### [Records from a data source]
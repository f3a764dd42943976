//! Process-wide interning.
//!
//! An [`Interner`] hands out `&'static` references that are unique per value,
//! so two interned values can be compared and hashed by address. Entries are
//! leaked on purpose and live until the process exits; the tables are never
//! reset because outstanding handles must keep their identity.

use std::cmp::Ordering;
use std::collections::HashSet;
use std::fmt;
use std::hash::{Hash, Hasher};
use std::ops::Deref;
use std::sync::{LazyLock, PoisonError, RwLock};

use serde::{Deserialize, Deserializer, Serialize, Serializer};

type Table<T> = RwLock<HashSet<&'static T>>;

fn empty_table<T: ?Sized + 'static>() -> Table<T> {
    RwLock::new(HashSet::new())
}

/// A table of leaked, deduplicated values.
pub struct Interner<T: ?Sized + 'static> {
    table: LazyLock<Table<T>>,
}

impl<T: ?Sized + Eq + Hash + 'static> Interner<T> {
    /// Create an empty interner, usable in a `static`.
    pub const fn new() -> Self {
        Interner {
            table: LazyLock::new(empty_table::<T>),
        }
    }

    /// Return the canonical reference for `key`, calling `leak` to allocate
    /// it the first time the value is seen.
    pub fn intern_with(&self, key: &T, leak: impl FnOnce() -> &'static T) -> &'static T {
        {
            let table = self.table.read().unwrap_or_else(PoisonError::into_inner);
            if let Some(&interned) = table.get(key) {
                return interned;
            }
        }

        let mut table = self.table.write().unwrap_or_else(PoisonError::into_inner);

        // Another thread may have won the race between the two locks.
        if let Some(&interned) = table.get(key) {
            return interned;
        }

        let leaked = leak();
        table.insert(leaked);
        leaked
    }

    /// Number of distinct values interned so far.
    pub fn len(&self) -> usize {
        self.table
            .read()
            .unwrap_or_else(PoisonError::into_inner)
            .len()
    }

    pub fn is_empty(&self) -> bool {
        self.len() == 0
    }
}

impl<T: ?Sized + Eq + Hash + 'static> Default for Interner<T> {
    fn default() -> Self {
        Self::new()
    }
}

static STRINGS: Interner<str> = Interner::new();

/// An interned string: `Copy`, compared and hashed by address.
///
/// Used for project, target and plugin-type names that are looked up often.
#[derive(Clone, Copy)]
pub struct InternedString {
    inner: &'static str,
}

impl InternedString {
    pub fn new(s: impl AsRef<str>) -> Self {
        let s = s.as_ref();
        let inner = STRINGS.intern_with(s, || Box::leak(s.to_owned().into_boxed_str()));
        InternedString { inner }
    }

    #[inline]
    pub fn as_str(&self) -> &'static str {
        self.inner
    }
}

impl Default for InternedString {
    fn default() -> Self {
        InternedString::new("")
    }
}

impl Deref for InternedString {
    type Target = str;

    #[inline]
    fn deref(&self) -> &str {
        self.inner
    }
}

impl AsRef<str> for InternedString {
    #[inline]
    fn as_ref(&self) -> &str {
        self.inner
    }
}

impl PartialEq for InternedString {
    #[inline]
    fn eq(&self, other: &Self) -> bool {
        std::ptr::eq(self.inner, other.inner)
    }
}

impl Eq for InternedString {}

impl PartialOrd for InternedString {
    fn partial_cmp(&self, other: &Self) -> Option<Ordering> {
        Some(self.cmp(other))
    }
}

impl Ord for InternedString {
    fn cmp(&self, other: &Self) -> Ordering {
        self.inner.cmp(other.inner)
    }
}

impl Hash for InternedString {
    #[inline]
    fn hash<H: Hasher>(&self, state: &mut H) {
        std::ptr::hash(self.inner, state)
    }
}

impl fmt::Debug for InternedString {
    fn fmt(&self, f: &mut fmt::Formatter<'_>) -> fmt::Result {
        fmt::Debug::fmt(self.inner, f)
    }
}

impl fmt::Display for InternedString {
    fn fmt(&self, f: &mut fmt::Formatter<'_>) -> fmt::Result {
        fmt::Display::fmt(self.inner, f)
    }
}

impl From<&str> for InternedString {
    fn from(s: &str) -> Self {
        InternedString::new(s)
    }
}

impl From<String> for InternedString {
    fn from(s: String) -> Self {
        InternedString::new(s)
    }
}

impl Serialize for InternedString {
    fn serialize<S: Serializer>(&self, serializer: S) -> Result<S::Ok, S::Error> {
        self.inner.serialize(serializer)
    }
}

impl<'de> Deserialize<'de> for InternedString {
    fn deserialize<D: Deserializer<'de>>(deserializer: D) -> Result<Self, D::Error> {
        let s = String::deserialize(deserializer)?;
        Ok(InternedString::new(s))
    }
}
...
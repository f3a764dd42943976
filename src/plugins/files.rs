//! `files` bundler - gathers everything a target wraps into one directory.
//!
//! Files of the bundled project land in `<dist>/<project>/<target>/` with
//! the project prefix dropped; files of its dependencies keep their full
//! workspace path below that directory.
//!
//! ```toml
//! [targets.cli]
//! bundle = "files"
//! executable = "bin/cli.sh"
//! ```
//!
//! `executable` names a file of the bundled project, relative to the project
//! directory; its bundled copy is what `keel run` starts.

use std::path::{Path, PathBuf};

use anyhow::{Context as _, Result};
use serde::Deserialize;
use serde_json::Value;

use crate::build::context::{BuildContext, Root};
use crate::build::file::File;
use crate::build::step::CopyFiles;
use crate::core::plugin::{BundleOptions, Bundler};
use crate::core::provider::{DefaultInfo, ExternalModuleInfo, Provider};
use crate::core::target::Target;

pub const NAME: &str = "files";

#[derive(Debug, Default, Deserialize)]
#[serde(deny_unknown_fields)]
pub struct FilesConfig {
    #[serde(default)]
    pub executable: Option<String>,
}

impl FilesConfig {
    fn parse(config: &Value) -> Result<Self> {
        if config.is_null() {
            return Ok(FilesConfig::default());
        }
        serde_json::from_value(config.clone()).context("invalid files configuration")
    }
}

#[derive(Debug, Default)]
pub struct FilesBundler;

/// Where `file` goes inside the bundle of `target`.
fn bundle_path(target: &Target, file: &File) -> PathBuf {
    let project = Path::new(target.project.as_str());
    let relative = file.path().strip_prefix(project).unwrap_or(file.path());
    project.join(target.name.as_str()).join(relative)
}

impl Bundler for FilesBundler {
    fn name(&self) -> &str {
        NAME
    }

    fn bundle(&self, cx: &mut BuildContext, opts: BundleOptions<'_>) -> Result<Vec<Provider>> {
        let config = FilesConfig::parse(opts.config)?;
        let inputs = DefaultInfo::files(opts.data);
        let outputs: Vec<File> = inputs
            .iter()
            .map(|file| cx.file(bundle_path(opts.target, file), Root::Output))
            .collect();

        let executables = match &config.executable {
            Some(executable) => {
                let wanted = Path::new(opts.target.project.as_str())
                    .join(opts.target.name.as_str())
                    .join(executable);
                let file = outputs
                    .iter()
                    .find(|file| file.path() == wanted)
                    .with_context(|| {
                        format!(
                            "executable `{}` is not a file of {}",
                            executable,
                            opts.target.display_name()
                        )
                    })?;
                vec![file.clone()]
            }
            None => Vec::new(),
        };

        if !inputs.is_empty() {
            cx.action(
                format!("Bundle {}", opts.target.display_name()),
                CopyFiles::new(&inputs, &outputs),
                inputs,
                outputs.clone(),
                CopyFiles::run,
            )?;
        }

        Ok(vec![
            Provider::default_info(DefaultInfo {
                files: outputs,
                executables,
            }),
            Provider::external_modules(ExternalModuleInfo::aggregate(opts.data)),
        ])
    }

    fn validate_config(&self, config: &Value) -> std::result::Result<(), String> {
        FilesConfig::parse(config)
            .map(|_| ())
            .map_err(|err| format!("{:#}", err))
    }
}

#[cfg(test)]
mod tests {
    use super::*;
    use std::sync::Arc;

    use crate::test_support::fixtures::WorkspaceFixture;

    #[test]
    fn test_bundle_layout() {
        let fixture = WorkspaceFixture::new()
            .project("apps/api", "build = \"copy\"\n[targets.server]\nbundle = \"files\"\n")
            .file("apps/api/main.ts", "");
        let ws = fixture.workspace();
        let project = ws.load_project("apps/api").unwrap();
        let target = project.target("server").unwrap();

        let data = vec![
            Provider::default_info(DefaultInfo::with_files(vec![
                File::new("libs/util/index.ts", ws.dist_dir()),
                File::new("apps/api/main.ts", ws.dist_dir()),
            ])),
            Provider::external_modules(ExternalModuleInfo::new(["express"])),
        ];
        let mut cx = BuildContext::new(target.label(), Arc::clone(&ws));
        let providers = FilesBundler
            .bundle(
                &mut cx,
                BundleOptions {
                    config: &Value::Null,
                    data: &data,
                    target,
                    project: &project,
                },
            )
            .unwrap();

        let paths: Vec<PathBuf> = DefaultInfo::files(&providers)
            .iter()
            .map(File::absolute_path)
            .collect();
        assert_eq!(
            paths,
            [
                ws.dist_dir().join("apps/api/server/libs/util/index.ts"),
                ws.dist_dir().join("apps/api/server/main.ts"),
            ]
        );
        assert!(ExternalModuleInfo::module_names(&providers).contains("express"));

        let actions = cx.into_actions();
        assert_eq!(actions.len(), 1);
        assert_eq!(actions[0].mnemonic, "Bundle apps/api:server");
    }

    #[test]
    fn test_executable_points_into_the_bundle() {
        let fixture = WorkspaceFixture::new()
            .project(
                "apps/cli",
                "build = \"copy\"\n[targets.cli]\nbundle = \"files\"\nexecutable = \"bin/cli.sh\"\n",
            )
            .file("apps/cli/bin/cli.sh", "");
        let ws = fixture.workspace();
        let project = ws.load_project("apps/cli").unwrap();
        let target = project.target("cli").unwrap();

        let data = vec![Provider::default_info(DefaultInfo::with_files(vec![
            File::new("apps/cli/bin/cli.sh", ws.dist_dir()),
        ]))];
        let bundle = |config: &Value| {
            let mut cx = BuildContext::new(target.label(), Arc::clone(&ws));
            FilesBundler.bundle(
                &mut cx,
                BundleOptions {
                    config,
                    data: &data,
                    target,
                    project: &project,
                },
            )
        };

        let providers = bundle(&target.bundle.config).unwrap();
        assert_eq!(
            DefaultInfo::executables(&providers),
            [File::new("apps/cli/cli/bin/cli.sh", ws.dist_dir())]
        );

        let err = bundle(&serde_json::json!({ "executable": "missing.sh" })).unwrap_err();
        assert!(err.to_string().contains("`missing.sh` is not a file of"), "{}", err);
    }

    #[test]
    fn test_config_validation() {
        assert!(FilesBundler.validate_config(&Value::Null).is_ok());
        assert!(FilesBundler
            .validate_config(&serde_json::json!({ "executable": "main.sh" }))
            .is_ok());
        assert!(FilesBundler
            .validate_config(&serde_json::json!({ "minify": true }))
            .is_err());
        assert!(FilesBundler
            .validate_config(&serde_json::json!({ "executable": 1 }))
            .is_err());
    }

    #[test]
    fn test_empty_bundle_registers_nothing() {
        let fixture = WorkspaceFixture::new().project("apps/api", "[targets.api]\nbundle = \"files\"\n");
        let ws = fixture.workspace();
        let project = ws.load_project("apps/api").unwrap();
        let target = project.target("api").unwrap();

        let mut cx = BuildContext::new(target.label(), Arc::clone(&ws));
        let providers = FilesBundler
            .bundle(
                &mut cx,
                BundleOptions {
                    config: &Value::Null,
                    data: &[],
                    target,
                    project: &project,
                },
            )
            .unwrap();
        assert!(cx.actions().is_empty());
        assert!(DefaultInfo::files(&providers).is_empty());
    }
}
==
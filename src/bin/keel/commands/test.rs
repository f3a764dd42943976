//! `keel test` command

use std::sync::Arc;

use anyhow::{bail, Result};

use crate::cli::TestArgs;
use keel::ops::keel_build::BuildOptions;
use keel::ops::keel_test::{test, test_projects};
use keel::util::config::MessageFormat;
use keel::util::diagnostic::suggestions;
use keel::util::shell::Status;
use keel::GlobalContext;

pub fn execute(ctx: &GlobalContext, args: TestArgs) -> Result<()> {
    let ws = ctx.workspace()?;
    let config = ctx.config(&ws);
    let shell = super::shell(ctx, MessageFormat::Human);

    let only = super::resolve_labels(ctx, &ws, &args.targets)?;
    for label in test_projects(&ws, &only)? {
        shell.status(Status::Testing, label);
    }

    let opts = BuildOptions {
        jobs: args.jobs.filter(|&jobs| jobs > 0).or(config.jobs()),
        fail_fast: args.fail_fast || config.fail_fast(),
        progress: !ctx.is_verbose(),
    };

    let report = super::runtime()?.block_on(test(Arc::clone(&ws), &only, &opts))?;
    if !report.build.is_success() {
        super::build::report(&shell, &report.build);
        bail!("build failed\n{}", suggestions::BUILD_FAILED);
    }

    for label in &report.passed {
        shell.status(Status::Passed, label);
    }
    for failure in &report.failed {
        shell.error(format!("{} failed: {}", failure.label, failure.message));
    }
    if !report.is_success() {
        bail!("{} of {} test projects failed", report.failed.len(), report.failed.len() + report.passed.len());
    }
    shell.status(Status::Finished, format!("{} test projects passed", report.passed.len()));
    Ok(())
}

### [Action item]
Reading through the preceding records, tally each line that holds the word "bool" and give the tally by itself.

### [Reply to the exercise]
2